Saved data entries:
»»

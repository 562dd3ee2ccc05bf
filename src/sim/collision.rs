//! Player/pursuer contact detection
//!
//! Contact is a proximity test between interpolated centres, measured the
//! short way around the torus. Outcomes depend on the pursuer's mode; the
//! session applies them (see `GameState::resolve_collisions`).

use glam::Vec2;

use super::pursuer::{Mode, Pursuer};
use crate::toroidal_distance;

/// What happens when the player touches a pursuer
#[derive(Debug, Clone, Copy, PartialEq, Eq)]
pub enum Contact {
    /// Frightened pursuer at this index is eaten
    Eat(usize),
    /// Chasing pursuer at this index catches the player
    Caught(usize),
}

/// True if two centres are within `radius` on the torus
pub fn touching(a: Vec2, b: Vec2, size: Vec2, radius: f32) -> bool {
    toroidal_distance(a, b, size) <= radius
}

/// Contacts in pursuer order.
///
/// Returning pursuers are immune. Scanning stops at the first catch, so at
/// most one life is lost per tick; frightened pursuers touched before that
/// are still eaten.
pub fn find_contacts(player: Vec2, pursuers: &[Pursuer], size: Vec2, radius: f32) -> Vec<Contact> {
    let mut contacts = Vec::new();
    for (i, pursuer) in pursuers.iter().enumerate() {
        if !touching(player, pursuer.mover.position(size), size, radius) {
            continue;
        }
        match pursuer.mode {
            Mode::Frightened => contacts.push(Contact::Eat(i)),
            Mode::Chase => {
                contacts.push(Contact::Caught(i));
                break;
            }
            Mode::ReturningToBase => {}
        }
    }
    contacts
}
//! Test utilities for remem development.
//!
//! - [`DestructorProbe`]: hands out destructors that record every call.
//! - [`FailingHeap`]: a [`RawHeap`] that fails on demand and counts
//!   outstanding allocations, for out-of-memory and leak tests.
//! - [`fill_pattern`] / [`pattern`]: deterministic payload contents.

#![allow(missing_docs)]
#![deny(rustdoc::broken_intra_doc_links)]

pub mod fixtures;

pub use fixtures::{fill_pattern, pattern, DestructorProbe, FailingHeap};

pub use remem_core::RawHeap;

««

# WHAT YOU NEED TO DO
Copy only this part of the entries above: the line with "index is eaten", the line with "pub fn touching(a: Vec2, b: Vec2, size: Vec2, radius: f32)", and the lines between, all exactly as written.

# TASK ANSWER
    /// Frightened pursuer at this index is eaten
    Eat(usize),
    /// Chasing pursuer at this index catches the player
    Caught(usize),
}

/// True if two centres are within `radius` on the torus
pub fn touching(a: Vec2, b: Vec2, size: Vec2, radius: f32) -> bool {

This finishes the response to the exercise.